What is being asked:
Show all lines from the material that carry the word "BTreeMap".

+++ Data provided

//! Per-action-kind `attempt` sub-strategies (spec.md §4.5). Each one is
//! handed an already-resolved [`ElementRef`] and decides, independent of
//! which candidate string found it, whether the action actually took
//! effect — e.g. a click is only a success once one of four increasingly
//! forceful sub-strategies lands; a fill is only a success once the read-
//! back value matches what was typed.

use async_trait::async_trait;
use browser_driver::{BrowserDriver, DriverError, ElementRef};

/// One action kind's element-level behavior, decoupled from candidate
/// resolution so the outer resolve loop (`engine.rs`) can share one
/// candidate-trial loop across Click/Fill/FillTextarea/Check.
#[async_trait]
pub trait ElementAction: Send + Sync {
    /// `Ok(true)` means the action took effect; `Ok(false)` means every
    /// sub-strategy ran without error but none produced the desired state —
    /// the caller treats this the same as a candidate miss and moves on to
    /// the next candidate (spec.md §9's Open Question on between-candidate
    /// retry: the source tries the next candidate rather than re-running
    /// sub-strategies on the same element, so that is what this does too).
    async fn try_on(&self, driver: &dyn BrowserDriver, el: &ElementRef) -> Result<bool, DriverError>;
}

pub struct ClickAction;

#[async_trait]
impl ElementAction for ClickAction {
    async fn try_on(&self, driver: &dyn BrowserDriver, el: &ElementRef) -> Result<bool, DriverError> {
        if driver.click_standard(el).await.is_ok() {
            return Ok(true);
        }
        if driver.click_scripted(el).await.is_ok() {
            return Ok(true);
        }
        if driver.click_force(el).await.is_ok() {
            return Ok(true);
        }
        if driver.click_synthesized_mouse_event(el).await.is_ok() {
            return Ok(true);
        }
        Ok(false)
    }
}

pub struct FillAction<'a> {
    pub value: &'a str,
}

#[async_trait]
impl<'a> ElementAction for FillAction<'a> {
    async fn try_on(&self, driver: &dyn BrowserDriver, el: &ElementRef) -> Result<bool, DriverError> {
        if driver.is_disabled_or_readonly(el).await.unwrap_or(false) {
            // Best-effort: some component frameworks refuse to accept input
            // while these attributes are set even on an otherwise-editable
            // field (spec.md §4.5). Failure here is not fatal — the fill
            // sub-strategies below are attempted regardless.
            let _ = driver.clear_disabled_readonly_attrs(el).await;
        }

        let _ = driver.fill_native(el, self.value).await;
        if self.matches(driver, el).await {
            return Ok(true);
        }
        let _ = driver.fill_keystroke(el, self.value).await;
        if self.matches(driver, el).await {
            return Ok(true);
        }
        let _ = driver.fill_scripted_dispatch(el, self.value).await;
        Ok(self.matches(driver, el).await)
    }
}

impl<'a> FillAction<'a> {
    async fn matches(&self, driver: &dyn BrowserDriver, el: &ElementRef) -> bool {
        driver
            .read_value(el)
            .await
            .map(|read_back| read_back == self.value)
            .unwrap_or(false)
    }
}

pub struct CheckAction {
    pub desired_state: bool,
}

#[async_trait]
impl ElementAction for CheckAction {
    async fn try_on(&self, driver: &dyn BrowserDriver, el: &ElementRef) -> Result<bool, DriverError> {
        let current = driver.is_checked(el).await?;
        if current == self.desired_state {
            return Ok(true);
        }
        driver.click_associated_label(el).await?;
        let after = driver.is_checked(el).await?;
        Ok(after == self.desired_state)
    }
}

#[cfg(test)]
mod tests {
    use super::*;
    use browser_driver::{FakeDriver, FakeElement};

    #[tokio::test]
    async fn click_action_succeeds_via_standard_click() {
        let driver = FakeDriver::new();
        driver.seed_element("btn", FakeElement::default());
        let el = ElementRef("btn".to_string());
        assert!(ClickAction.try_on(&driver, &el).await.unwrap());
    }

    #[tokio::test]
    async fn fill_action_succeeds_when_readback_matches() {
        let driver = FakeDriver::new();
        driver.seed_element("county", FakeElement::default());
        let el = ElementRef("county".to_string());
        let action = FillAction { value: "Loudoun" };
        assert!(action.try_on(&driver, &el).await.unwrap());
        assert_eq!(driver.element("county").unwrap().value, "Loudoun");
    }

    #[tokio::test]
    async fn check_action_no_ops_when_already_in_desired_state() {
        let driver = FakeDriver::new();
        driver.seed_element("terms", FakeElement::default());
        let el = ElementRef("terms".to_string());
        let action = CheckAction { desired_state: false };
        assert!(action.try_on(&driver, &el).await.unwrap());
        assert!(!driver.element("terms").unwrap().checked);
    }

    #[tokio::test]
    async fn check_action_toggles_to_reach_desired_state() {
        let driver = FakeDriver::new();
        driver.seed_element("terms", FakeElement::default());
        let el = ElementRef("terms".to_string());
        let action = CheckAction { desired_state: true };
        assert!(action.try_on(&driver, &el).await.unwrap());
        assert!(driver.element("terms").unwrap().checked);
    }
}
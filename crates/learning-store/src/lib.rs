//! Learning Store (spec.md §4.3, §6.2, component C3).
//!
//! An advisory, persistent map from a normalized target key to the last
//! selector that successfully resolved it. The store is consulted before
//! candidate generation and updated after every successful resolution; a
//! stale entry (one that no longer resolves) is an expected condition, not
//! an error — callers fall through to regenerated candidates and overwrite
//! the entry on the next success (§4.3, last paragraph).
//!
//! Consistency model: single-writer. Every mutation serializes under a
//! process-wide lock so concurrent Sessions (C8 fans out many) never race
//! on the backing file; writes land atomically via a tempfile-then-rename
//! (mirrors the teacher's memory-center, but that crate's `fs::write` is
//! not crash-atomic — this store's on-disk contract requires it to be).

use std::collections::BTreeMap;
use std::fs;
use std::io;
use std::path::{Path, PathBuf};

use chrono::{DateTime, Utc};
use dashmap::DashMap;
use parking_lot::Mutex;
use runner_core_types::ActionKind;
use serde::{Deserialize, Serialize};
use thiserror::Error;

#[derive(Debug, Error)]
pub enum LearningStoreError {
    #[error("failed to read learning store at {path}: {source}")]
    Read {
        path: PathBuf,
        #[source]
        source: io::Error,
    },
    #[error("failed to parse learning store at {path}: {source}")]
    Parse {
        path: PathBuf,
        #[source]
        source: serde_json::Error,
    },
    #[error("failed to persist learning store at {path}: {source}")]
    Write {
        path: PathBuf,
        #[source]
        source: io::Error,
    },
}

/// One remembered (key → selector) association, spec.md §6.2's on-disk row.
///
/// `extra` catches any field this build doesn't know about (spec.md §6.2,
/// "Unknown fields are preserved on rewrite") so a newer writer's entries
/// round-trip unchanged through an older reader instead of being silently
/// dropped on the next `persist`.
#[derive(Clone, Debug, Serialize, Deserialize)]
pub struct LearnedEntry {
    pub selector: String,
    pub target: String,
    pub action: String,
    pub success_count: u64,
    pub first_learned: DateTime<Utc>,
    pub last_used: DateTime<Utc>,
    #[serde(flatten)]
    pub extra: serde_json::Map<String, serde_json::Value>,
}

impl LearnedEntry {
    fn fresh(selector: String, target: String, action: ActionKind) -> Self {
        let now = Utc::now();
        Self {
            selector,
            target,
            action: action.wire_name().to_string(),
            success_count: 1,
            first_learned: now,
            last_used: now,
            extra: serde_json::Map::new(),
        }
    }
}

/// The on-disk schema: normalized key → entry, serialized as a JSON object
/// so the file is reasonably human-diffable (§6.2).
type OnDiskMap = BTreeMap<String, LearnedEntry>;

pub struct LearningStore {
    inner: DashMap<String, LearnedEntry>,
    storage_path: PathBuf,
    write_lock: Mutex<()>,
}

impl LearningStore {
    /// Open (or create) a store backed by `path`. Existing content is
    /// loaded eagerly; a missing file is treated as an empty store.
    pub fn open(path: impl Into<PathBuf>) -> Result<Self, LearningStoreError> {
        let storage_path = path.into();
        let store = Self {
            inner: DashMap::new(),
            storage_path,
            write_lock: Mutex::new(()),
        };
        store.load()?;
        Ok(store)
    }

    /// An in-memory-only store, useful for tests and for callers that
    /// persist via `snapshot`/`load` themselves.
    pub fn in_memory() -> Self {
        Self {
            inner: DashMap::new(),
            storage_path: PathBuf::new(),
            write_lock: Mutex::new(()),
        }
    }

    pub fn lookup(&self, key: &str) -> Option<LearnedEntry> {
        self.inner.get(key).map(|e| e.clone())
    }

    /// Upsert `key`'s entry: increments `success_count` and bumps
    /// `last_used` to now. A different `selector` than previously recorded
    /// simply overwrites — the store does not keep history (§4.3).
    pub fn record_success(
        &self,
        key: &str,
        selector: &str,
        target: &str,
        action: ActionKind,
    ) -> Result<(), LearningStoreError> {
        self.inner
            .entry(key.to_string())
            .and_modify(|entry| {
                entry.selector = selector.to_string();
                entry.success_count = entry.success_count.saturating_add(1);
                entry.last_used = Utc::now();
            })
            .or_insert_with(|| {
                LearnedEntry::fresh(selector.to_string(), target.to_string(), action)
            });
        self.persist()
    }

    pub fn forget(&self, key: &str) -> Result<(), LearningStoreError> {
        self.inner.remove(key);
        self.persist()
    }

    pub fn clear_all(&self) -> Result<(), LearningStoreError> {
        self.inner.clear();
        self.persist()
    }

    pub fn len(&self) -> usize {
        self.inner.len()
    }

    pub fn is_empty(&self) -> bool {
        self.inner.is_empty()
    }

    /// A point-in-time copy of the whole map.
    pub fn snapshot(&self) -> OnDiskMap {
        self.inner
            .iter()
            .map(|e| (e.key().clone(), e.value().clone()))
            .collect()
    }

    /// Reload from disk, replacing in-memory state. A missing file is not
    /// an error: a fresh installation has no learning history yet.
    pub fn load(&self) -> Result<(), LearningStoreError> {
        if self.storage_path.as_os_str().is_empty() || !self.storage_path.exists() {
            return Ok(());
        }
        let bytes = fs::read(&self.storage_path).map_err(|source| LearningStoreError::Read {
            path: self.storage_path.clone(),
            source,
        })?;
        if bytes.is_empty() {
            return Ok(());
        }
        let map: OnDiskMap =
            serde_json::from_slice(&bytes).map_err(|source| LearningStoreError::Parse {
                path: self.storage_path.clone(),
                source,
            })?;
        self.inner.clear();
        for (key, entry) in map {
            self.inner.insert(key, entry);
        }
        Ok(())
    }

    /// Atomic write: serialize the whole map to a tempfile in the target
    /// directory, then rename over the real path. A no-op for an
    /// in-memory-only store (empty `storage_path`).
    fn persist(&self) -> Result<(), LearningStoreError> {
        if self.storage_path.as_os_str().is_empty() {
            return Ok(());
        }
        let _guard = self.write_lock.lock();
        persist_atomic(&self.storage_path, &self.snapshot())
    }
}

fn persist_atomic(path: &Path, map: &OnDiskMap) -> Result<(), LearningStoreError> {
    let dir = path.parent().filter(|p| !p.as_os_str().is_empty());
    if let Some(dir) = dir {
        fs::create_dir_all(dir).map_err(|source| LearningStoreError::Write {
            path: path.to_path_buf(),
            source,
        })?;
    }
    let json = serde_json::to_vec_pretty(map).expect("LearnedEntry map is always serializable");

    let mut tmp = if let Some(dir) = dir {
        tempfile::NamedTempFile::new_in(dir)
    } else {
        tempfile::NamedTempFile::new()
    }
    .map_err(|source| LearningStoreError::Write {
        path: path.to_path_buf(),
        source,
    })?;

    use std::io::Write;
    tmp.write_all(&json)
        .map_err(|source| LearningStoreError::Write {
            path: path.to_path_buf(),
            source,
        })?;
    tmp.persist(path)
        .map_err(|err| LearningStoreError::Write {
            path: path.to_path_buf(),
            source: err.error,
        })?;
    Ok(())
}
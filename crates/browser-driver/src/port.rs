//! The hexagonal boundary between the Resolution Engine and a real browser
//! (spec.md's C5/C7 require *some* browser, but never which driver). Every
//! `attempt` sub-strategy in §4.5 is exposed as its own method here so the
//! engine — not the driver — owns the fallback order and short-circuiting.

use async_trait::async_trait;
use serde::{Deserialize, Serialize};

use crate::error::DriverError;

/// An opaque reference to a previously matched element. Drivers choose
/// their own encoding (a chromiumoxide `NodeId`, a WebDriver element id,
/// ...); callers never interpret it, only pass it back.
#[derive(Clone, Debug, Eq, PartialEq, Serialize, Deserialize)]
pub struct ElementRef(pub String);

#[derive(Clone, Copy, Debug, Eq, PartialEq)]
pub enum MouseButton {
    Left,
}

/// One browser tab/session a [`crate::chromium::ChromiumDriver`] or fake
/// drives. The Parallel Coordinator (C8) opens one per Session so sessions
/// never share browser state (P7).
#[async_trait]
pub trait BrowserDriver: Send + Sync {
    async fn navigate(&self, url: &str) -> Result<(), DriverError>;

    /// Resolve one candidate selector string (§4.2's rendered `Candidate`)
    /// to an element, waiting up to the per-candidate timeout. `Ok(None)`
    /// means the candidate simply didn't match anything — not an error.
    async fn query(&self, candidate: &str) -> Result<Option<ElementRef>, DriverError>;

    // --- Click sub-strategies (§4.5, attempt/Click), tried in this order ---
    async fn click_standard(&self, el: &ElementRef) -> Result<(), DriverError>;
    async fn click_scripted(&self, el: &ElementRef) -> Result<(), DriverError>;
    async fn click_force(&self, el: &ElementRef) -> Result<(), DriverError>;
    async fn click_synthesized_mouse_event(&self, el: &ElementRef) -> Result<(), DriverError>;

    // --- Fill / FillTextarea sub-strategies (§4.5, attempt/Fill) ---
    async fn is_disabled_or_readonly(&self, el: &ElementRef) -> Result<bool, DriverError>;
    async fn clear_disabled_readonly_attrs(&self, el: &ElementRef) -> Result<(), DriverError>;
    async fn fill_native(&self, el: &ElementRef, value: &str) -> Result<(), DriverError>;
    async fn fill_keystroke(&self, el: &ElementRef, value: &str) -> Result<(), DriverError>;
    async fn fill_scripted_dispatch(&self, el: &ElementRef, value: &str) -> Result<(), DriverError>;
    async fn read_value(&self, el: &ElementRef) -> Result<String, DriverError>;

    // --- Select (§4.2.3, §4.5) ---
    async fn is_native_select(&self, el: &ElementRef) -> Result<bool, DriverError>;
    async fn select_native_value(&self, el: &ElementRef, option_text: &str) -> Result<(), DriverError>;
    async fn open_dropdown(&self, el: &ElementRef) -> Result<(), DriverError>;

    // --- Check (§4.2.4, §4.5) ---
    async fn is_checked(&self, el: &ElementRef) -> Result<bool, DriverError>;
    async fn click_associated_label(&self, el: &ElementRef) -> Result<(), DriverError>;

    // --- Upload (§4.2.4) ---
    /// Activate `el` (a button) and register a one-shot file-chooser
    /// interception that supplies `file_path` when the chooser opens.
    async fn upload_via_button(&self, el: &ElementRef, file_path: &str) -> Result<(), DriverError>;
    /// Set `file_path` directly on an `input[type=file]`.
    async fn upload_via_input(&self, el: &ElementRef, file_path: &str) -> Result<(), DriverError>;

    // --- Verify (§4.2.4) ---
    async fn text_present(&self, text: &str) -> Result<bool, DriverError>;

    // --- Diagnostics / AI adapter support ---
    async fn dom_snapshot(&self) -> Result<String, DriverError>;
    async fn page_fingerprint(&self) -> Result<String, DriverError>;
    async fn screenshot(&self, path: &std::path::Path) -> Result<(), DriverError>;
}
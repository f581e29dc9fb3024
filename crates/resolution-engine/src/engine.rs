//! Resolution Engine (spec.md §4.5, component C5).
//!
//! `resolve_and_act(action, driver) -> ResolutionOutcome` — the algorithm in
//! §4.5 verbatim: Learning Store lookup, then generated candidates, then
//! (optionally) the AI Locator, trying each candidate's element-level
//! sub-strategies (`attempt.rs`) in order and short-circuiting on the first
//! success. Order is part of the contract (P2, P3, P4): nothing here is
//! randomized or environment-dependent.

use std::path::PathBuf;
use std::sync::Arc;
use std::time::{Duration, Instant};

use browser_driver::{BrowserDriver, ElementRef};
use event_bus::Via;
use runner_core_types::{normalize_key, ActionKind};
use step_parser::Action;
use tracing::{instrument, warn};

use crate::attempt::{CheckAction, ClickAction, ElementAction, FillAction};
use crate::error::StepFailureKind;
use ai_locator::AiLocator;
use learning_store::LearningStore;
use selector_strategy::{Candidate, Context};

#[derive(Clone, Debug)]
pub struct SuccessOutcome {
    pub selector_used: String,
    pub via: Via,
    pub candidates_tried: usize,
    pub key: String,
}

#[derive(Clone, Debug)]
pub struct FailureOutcome {
    pub kind: StepFailureKind,
    pub detail: String,
    pub candidates_tried: usize,
    pub screenshot_path: Option<PathBuf>,
    /// Whether the AI Locator was actually consulted (and rejected or
    /// unable to help) before this failure, so callers can still publish
    /// `AiInvoked { hit: false }` and count the attempt even though
    /// resolution ultimately failed.
    pub ai_invoked: bool,
}

pub type ResolutionOutcome = Result<SuccessOutcome, FailureOutcome>;

/// The two configurable durations spec.md §9's Open Question resolves in
/// favor of: a single per-candidate timeout and a single per-action budget,
/// rather than the source's handful of ad-hoc hard-coded waits.
#[derive(Clone, Debug)]
pub struct ResolutionConfig {
    pub candidate_timeout: Duration,
    pub action_timeout: Duration,
    pub ai_enabled: bool,
    /// Directory debug screenshots land in on `ElementNotFound`/
    /// `ElementNotActionable` (§7's `debug_not_found_<slug>.png`). `None`
    /// disables capture entirely (e.g. the fake driver in unit tests).
    pub screenshot_dir: Option<PathBuf>,
    pub verify_poll_interval: Duration,
}

impl Default for ResolutionConfig {
    fn default() -> Self {
        Self {
            candidate_timeout: Duration::from_secs(2),
            action_timeout: Duration::from_secs(30),
            ai_enabled: false,
            screenshot_dir: None,
            verify_poll_interval: Duration::from_millis(200),
        }
    }
}

pub struct ResolutionEngine {
    learning_store: Arc<LearningStore>,
    ai_locator: Arc<dyn AiLocator>,
    config: ResolutionConfig,
}
use thiserror::Error;

#[derive(Debug, Error)]
pub enum DriverError {
    #[error("navigation timed out")]
    NavigationTimeout,
    #[error("no element matched this candidate")]
    NoMatch,
    #[error("a matched element handle went stale")]
    StaleElement,
    #[error("transport/cdp i/o failure: {0}")]
    Transport(String),
    #[error("browser launch failed: {0}")]
    Launch(String),
    #[error("unsupported in this driver: {0}")]
    Unsupported(String),
}
//! Cross-crate end-to-end tests for the binary crate's wiring (the handful
//! `SPEC_FULL.md`'s "Test tooling" section calls for): these exercise the
//! full Coordinator -> Session -> Resolution Engine -> Event Bus chain the
//! way `scenario-runner run` does, using `FakeDriver` in place of a real
//! Chromium instance.

use std::sync::Arc;

use ai_locator::DisabledAiLocator;
use browser_driver::{FakeDriver, FakeElement};
use coordinator::{Coordinator, CoordinatorConfig, RunRequest};
use data_consumer::{DataConsumer, DataRow};
use event_bus::{EventBus, InMemoryBus, RunnerEvent};
use learning_store::LearningStore;
use runner_core_types::{RowPreference, Scenario};
use tokio_util::sync::CancellationToken;

fn coordinator_with(
    learning_store: Arc<LearningStore>,
    data_consumer: Option<Arc<DataConsumer>>,
    bus: Arc<dyn EventBus<RunnerEvent>>,
) -> Coordinator {
    Coordinator::new(
        learning_store,
        Arc::new(DisabledAiLocator),
        data_consumer,
        bus,
        CoordinatorConfig::default(),
    )
}

/// S1-ish: a single click resolves via the plain text-click candidate and is
/// reported as a successful Session with one step succeeded.
#[tokio::test]
async fn single_session_click_resolves_and_reports_success() {
    let bus: Arc<dyn EventBus<RunnerEvent>> = InMemoryBus::new(64);
    let coord = coordinator_with(Arc::new(LearningStore::in_memory()), None, bus);

    let requests = vec![RunRequest {
        url: "https://example.test/app".to_string(),
        script: "Click \"Submit\"\n".to_string(),
        use_ai: false,
        data_preference: RowPreference::Mixed,
        continue_on_failure: false,
    }];

    let reports = coord
        .run_all(
            requests,
            || async {
                let driver = FakeDriver::new();
                driver.register_match("button:has-text('Submit')", "submit-btn");
                driver.seed_element("submit-btn", FakeElement::default());
                Ok(driver)
            },
            CancellationToken::new(),
        )
        .await;

    assert_eq!(reports.len(), 1);
    assert!(reports[0].ok);
    assert_eq!(reports[0].metrics.steps_succeeded, 1);
    assert_eq!(reports[0].metrics.steps_failed, 0);
}

/// S6-ish: a selector learned on the first session's step is reused (not
/// regenerated) by a second session against the same Learning Store.
#[tokio::test]
async fn learning_store_survives_across_sessions_and_is_reused() {
    let learning_store = Arc::new(LearningStore::in_memory());
    let bus: Arc<dyn EventBus<RunnerEvent>> = InMemoryBus::new(64);
    let coord = coordinator_with(learning_store.clone(), None, bus);

    let make_driver = || async {
        let driver = FakeDriver::new();
        driver.register_match("button:has-text('Submit')", "submit-btn");
        driver.seed_element("submit-btn", FakeElement::default());
        Ok(driver)
    };

    let first = coord
        .run_all(
            vec![RunRequest {
                url: "https://example.test/app".to_string(),
                script: "Click \"Submit\"\n".to_string(),
                use_ai: false,
                data_preference: RowPreference::Mixed,
                continue_on_failure: false,
            }],
            make_driver,
            CancellationToken::new(),
        )
        .await;
    assert!(first[0].ok);
    assert_eq!(first[0].metrics.selectors_learned, 1);

    let second = coord
        .run_all(
            vec![RunRequest {
                url: "https://example.test/app".to_string(),
                script: "Click \"Submit\"\n".to_string(),
                use_ai: false,
                data_preference: RowPreference::Mixed,
                continue_on_failure: false,
            }],
            make_driver,
            CancellationToken::new(),
        )
        .await;
    assert!(second[0].ok);
    assert_eq!(second[0].metrics.selectors_reused, 1);
    assert_eq!(second[0].metrics.selectors_learned, 0);
}

/// P10 at the full-wiring level: one session whose target never resolves
/// does not prevent the other, fully independent session from succeeding.
#[tokio::test]
async fn one_session_failing_does_not_block_a_parallel_sibling() {
    let bus: Arc<dyn EventBus<RunnerEvent>> = InMemoryBus::new(64);
    let coord = coordinator_with(Arc::new(LearningStore::in_memory()), None, bus);

    let requests = vec![
        RunRequest {
            url: "https://example.test/a".to_string(),
            script: "Click \"Nowhere\"\n".to_string(),
            use_ai: false,
            data_preference: RowPreference::Mixed,
            continue_on_failure: false,
        },
        RunRequest {
            url: "https://example.test/b".to_string(),
            script: "Click \"Submit\"\n".to_string(),
            use_ai: false,
            data_preference: RowPreference::Mixed,
            continue_on_failure: false,
        },
    ];

    let reports = coord
        .run_all(
            requests,
            || async {
                let driver = FakeDriver::new();
                driver.register_match("button:has-text('Submit')", "submit-btn");
                driver.seed_element("submit-btn", FakeElement::default());
                Ok(driver)
            },
            CancellationToken::new(),
        )
        .await;

    assert_eq!(reports.len(), 2);
    assert_eq!(reports.iter().filter(|r| r.ok).count(), 1);
    assert_eq!(reports.iter().filter(|r| !r.ok).count(), 1);
}

/// A script whose steps need `%Name%` placeholders reserves a Data
/// Consumer row, fills using it, and commits the row as used on success.
#[tokio::test]
async fn placeholder_driven_fill_reserves_and_commits_a_data_row() {
    let data_consumer = Arc::new(DataConsumer::in_memory(
        vec![DataRow {
            scenario: Scenario::Positive,
            used: false,
            fields: vec![("County".to_string(), "Loudoun".to_string())],
        }],
        vec!["County".to_string()],
    ));
    let bus: Arc<dyn EventBus<RunnerEvent>> = InMemoryBus::new(64);
    let coord = coordinator_with(
        Arc::new(LearningStore::in_memory()),
        Some(data_consumer.clone()),
        bus,
    );

    let requests = vec![RunRequest {
        url: "https://example.test/app".to_string(),
        script: "Fill \"County\" with \"%County%\"\n".to_string(),
        use_ai: false,
        data_preference: RowPreference::Mixed,
        continue_on_failure: false,
    }];

    let reports = coord
        .run_all(
            requests,
            || async {
                let driver = FakeDriver::new();
                driver.register_match("input[placeholder='County']", "county-input");
                driver.seed_element("county-input", FakeElement::default());
                Ok(driver)
            },
            CancellationToken::new(),
        )
        .await;

    assert!(reports[0].ok);
    // The one available row was reserved and committed; none remains.
    assert_eq!(data_consumer.reserve(RowPreference::Mixed), None);
}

++++++

Solution to this task:
use std::collections::BTreeMap;
type OnDiskMap = BTreeMap<String, LearnedEntry>;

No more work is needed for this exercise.